While any model which relies on measuring sincerity will necessarily carry some degree of uncertainty, by most accounts, the system works. I recognize that a statement of that type will likely bring howls of derision (or maybe worse) from some, but on the whole I believe the evidence supports my conclusion. Have there been FCPA cases that should not have been pursued? I am certain that is the case. But as the saying goes, the plural is anecdote is not data. Absent proof that the government holds companies to an unattainable standard and then punishes them when they cannot adhere to it, I am unwilling make that assumption.
By contrast, we know for a fact that the government routinely declines FCPA cases. The Morgan Stanley declination is the highest profile example of an effective compliance program providing shelter from an FCPA enforcement action, but there can be no real doubt that countless other examples exist. As Tom notes in his article, the recently issued Guidance listed a number of additional declinations based, at least in significant part, on the presence of suitably robust compliance defenses. We also know – based on those companies who have reported receiving declinations, as well as the numerical disparity between the number of investigations disclosed and enforcement actions ultimately pursued – that many other declinations have occurred. To be sure, these declinations can occur for a multitude of different reasons: including weak or no evidence of an underlying violation and lack of investigative or prosecutorial resources. But the most common reason is the existence of a suitably sound compliance program which evidences a genuine commitment to preventing violations.

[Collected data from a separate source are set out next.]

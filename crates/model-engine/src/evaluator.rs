//! Out-of-Fold Evaluation

use crate::cross_validation::{cross_val_predict, effective_folds, stratified_folds};
use crate::metrics;
use crate::pipeline::candidate_pipelines;
use crate::trainer::TrainerConfig;
use crate::ModelError;
use dga_domain::{round_to, FaultType};
use feature_prep::PreparedDataset;
use serde::{Deserialize, Serialize};
use tracing::info;

/// Precision, recall and f1 for one fault label
#[derive(Debug, Clone, PartialEq, Serialize, Deserialize)]
pub struct ClassMetrics {
    pub fault_type: FaultType,
    pub precision: f64,
    pub recall: f64,
    pub f1_score: f64,
    pub support: usize,
}

/// Full evaluation of one candidate from its out-of-fold predictions.
///
/// Every sample is predicted by a model that never saw it in training, so the
/// metrics estimate generalization rather than memorization.
#[derive(Debug, Clone, PartialEq, Serialize, Deserialize)]
pub struct EvaluationResult {
    pub name: String,
    pub accuracy: f64,
    pub n_samples: usize,
    pub per_class: Vec<ClassMetrics>,
    pub macro_precision: f64,
    pub macro_recall: f64,
    pub macro_f1: f64,
    pub weighted_precision: f64,
    pub weighted_recall: f64,
    pub weighted_f1: f64,
    /// Labels present in the data, ascending by ordinal; indexes the matrix
    pub labels: Vec<FaultType>,
    /// Rows are truth, columns are predictions, both ordered as `labels`
    pub confusion_matrix: Vec<Vec<usize>>,
}

/// Evaluates every candidate pipeline by stratified out-of-fold prediction
#[derive(Debug, Clone, Default)]
pub struct ModelEvaluator {
    config: TrainerConfig,
}

impl ModelEvaluator {
    pub fn new(config: TrainerConfig) -> Self {
        Self { config }
    }

    /// Evaluate all candidates, sorted by accuracy descending.
    /// All reported metrics are rounded to 4 decimals.
    pub fn evaluate_all(
        &self,
        dataset: &PreparedDataset,
    ) -> Result<Vec<EvaluationResult>, ModelError> {
        let n = dataset.len();
        if n < self.config.n_folds {
            return Err(ModelError::TooFewSamples {
                available: n,
                required: self.config.n_folds,
            });
        }
        let distinct = dataset
            .y
            .iter()
            .collect::<std::collections::BTreeSet<_>>()
            .len();
        if distinct < 2 {
            return Err(ModelError::TooFewClasses { found: distinct });
        }

        let n_folds = effective_folds(&dataset.y, self.config.n_folds);
        let folds = stratified_folds(&dataset.y, n_folds, self.config.seed);

        let mut results: Vec<EvaluationResult> = candidate_pipelines()
            .iter()
            .map(|spec| {
                let preds = cross_val_predict(&spec.algorithm, dataset.x.view(), &dataset.y, &folds);
                let result = summarize(spec.name, &dataset.y, &preds);
                info!(candidate = spec.name, accuracy = result.accuracy, "candidate evaluated");
                result
            })
            .collect();

        results.sort_by(|a, b| b.accuracy.total_cmp(&a.accuracy));
        Ok(results)
    }
}

fn summarize(name: &str, truth: &[usize], preds: &[usize]) -> EvaluationResult {
    let ordinals = metrics::present_labels(truth, preds);
    let labels: Vec<FaultType> = ordinals
        .iter()
        .filter_map(|&o| FaultType::from_ordinal(o).ok())
        .collect();

    let mut per_class = Vec::with_capacity(labels.len());
    let mut precisions = Vec::with_capacity(labels.len());
    let mut recalls = Vec::with_capacity(labels.len());
    let mut f1s = Vec::with_capacity(labels.len());
    let mut supports = Vec::with_capacity(labels.len());
    for (&ordinal, &fault_type) in ordinals.iter().zip(&labels) {
        let (precision, recall, f1, support) = metrics::per_class(truth, preds, ordinal);
        precisions.push(precision);
        recalls.push(recall);
        f1s.push(f1);
        supports.push(support);
        per_class.push(ClassMetrics {
            fault_type,
            precision: round_to(precision, 4),
            recall: round_to(recall, 4),
            f1_score: round_to(f1, 4),
            support,
        });
    }

    EvaluationResult {
        name: name.to_string(),
        accuracy: round_to(metrics::accuracy(truth, preds), 4),
        n_samples: truth.len(),
        macro_precision: round_to(metrics::macro_average(&precisions), 4),
        macro_recall: round_to(metrics::macro_average(&recalls), 4),
        macro_f1: round_to(metrics::macro_average(&f1s), 4),
        weighted_precision: round_to(metrics::weighted_average(&precisions, &supports), 4),
        weighted_recall: round_to(metrics::weighted_average(&recalls, &supports), 4),
        weighted_f1: round_to(metrics::weighted_average(&f1s, &supports), 4),
        confusion_matrix: metrics::confusion_matrix(truth, preds, &ordinals),
        per_class,
        labels,
    }
}
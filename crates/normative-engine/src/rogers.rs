//! Rogers Ratio Method
//!
//! The modified four-gas Rogers table. Uses the same ratio-code-table shape
//! as IEC 60599 but with different cut-points, a fifth discrete code (5) for
//! a very low CH4/H2 ratio, and its own decision table.
//!
//! Ratios: R1 = CH4/H2, R2 = C2H2/C2H4, R5 = C2H4/C2H6.

use crate::ratios::{ratio_c2h2_c2h4, ratio_c2h4_c2h6, ratio_ch4_h2};
use dga_domain::{round_to, FaultType, GasReading, MethodResult};
use serde_json::json;

/// Method identifier
pub const ROGERS: &str = "Rogers";

/// R1 = CH4/H2: <0.1 -> 5, 0.1..=1 -> 0, 1..=3 -> 1, >3 -> 2
fn code_r1(ratio: f64) -> u8 {
    if ratio < 0.1 {
        5
    } else if ratio <= 1.0 {
        0
    } else if ratio <= 3.0 {
        1
    } else {
        2
    }
}

/// R2 = C2H2/C2H4: <0.1 -> 0, 0.1..=3 -> 1, >3 -> 2
fn code_r2(ratio: f64) -> u8 {
    if ratio < 0.1 {
        0
    } else if ratio <= 3.0 {
        1
    } else {
        2
    }
}

/// R5 = C2H4/C2H6: <1 -> 0, 1..=3 -> 1, >3 -> 2
fn code_r5(ratio: f64) -> u8 {
    if ratio < 1.0 {
        0
    } else if ratio <= 3.0 {
        1
    } else {
        2
    }
}

/// Rogers decision table, keyed by (code R1, code R2, code R5)
fn lookup(codes: (u8, u8, u8)) -> Option<(FaultType, &'static str)> {
    let entry = match codes {
        (0, 0, 0) => (FaultType::N, "Normal aging deterioration"),
        (5, 0, 0) => (FaultType::PD, "Low-energy partial discharges"),
        (0, 1, 0) | (1, 1, 0) => (FaultType::D1, "Low-energy discharges"),
        (0, 2, 0) => (FaultType::D2, "High-energy discharges (arcing)"),
        (0, 1, 1) => (FaultType::D2, "High-energy discharges"),
        (0, 1, 2) => (FaultType::D2, "High-energy discharges with heating"),
        (0, 2, 1) | (0, 2, 2) => (FaultType::D2, "High-energy discharges"),
        (1, 0, 0) => (FaultType::T1, "Thermal fault below 300 C"),
        (2, 0, 0) => (FaultType::T1, "Thermal fault below 300 C (high CH4)"),
        (2, 0, 1) | (1, 0, 1) => (FaultType::T2, "Thermal fault between 300 and 700 C"),
        (2, 0, 2) | (1, 0, 2) => (FaultType::T3, "Thermal fault above 700 C"),
        _ => return None,
    };
    Some(entry)
}

/// Run the Rogers diagnosis
pub fn diagnose(reading: &GasReading) -> MethodResult {
    let r1 = ratio_ch4_h2(reading);
    let r2 = ratio_c2h2_c2h4(reading);
    let r5 = ratio_c2h4_c2h6(reading);

    let c1 = code_r1(r1);
    let c2 = code_r2(r2);
    let c5 = code_r5(r5);

    let (fault, description) = match lookup((c1, c2, c5)) {
        Some((fault, description)) => (fault, description.to_string()),
        None => (
            FaultType::N,
            "Code combination without a defined diagnosis".to_string(),
        ),
    };

    MethodResult::new(ROGERS, fault)
        .with_description(description)
        .with_detail("R1_CH4_H2", json!(round_to(r1, 4)))
        .with_detail("R2_C2H2_C2H4", json!(round_to(r2, 4)))
        .with_detail("R5_C2H4_C2H6", json!(round_to(r5, 4)))
        .with_detail("code_R1", json!(c1))
        .with_detail("code_R2", json!(c2))
        .with_detail("code_R5", json!(c5))
        .with_detail("pattern", json!(format!("({c1}, {c2}, {c5})")))
}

My concern is that a formalized compliance defense threatens to throw off that equilibrium, in both substance and application. The certainty which comes with the formal enactment of a compliance defense bestows little benefit on companies if those clearly defined obligations are set so high as to render them virtually unattainable. I had no difficulty foreseeing that the legislative compromise necessary to secure enactment of a compliance defense will necessitate that be narrow and difficult to invoke. Moreover, companies can be sure that prosecutors who have seen their discretionary authority drastically reduced – if not entirely eliminated – will be exacting in their interpretation of whether the defense is meritorious when undertaking the enforcement decision making process. As a result, if those who are fighting so hard for inclusion of an FCPA compliance defense are successful, they are likely to find that they much preferred the devil they knew – the de facto compliance defense already in existence and litigated over in Justice Department conference rooms – to the one they didn’t.
One final point: compliance defense supporters often tout the inclusion of a compliance defense in the UK Bribery Act and the Italian anti-corruption statute, both of which were enacted relatively recently. Is there any evidence to suggest that the inclusion of the defense in those statutes has created a better system of enforcement in those jurisdictions? If so, how? If not, what is the significance to this debate of the inclusion of the defense in those statutes? Those are not rhetorical questions – I think the answers might shed light on this debate, and I hope that some of Tom’s readers practicing in those jurisdictions will enlighten us on those issues.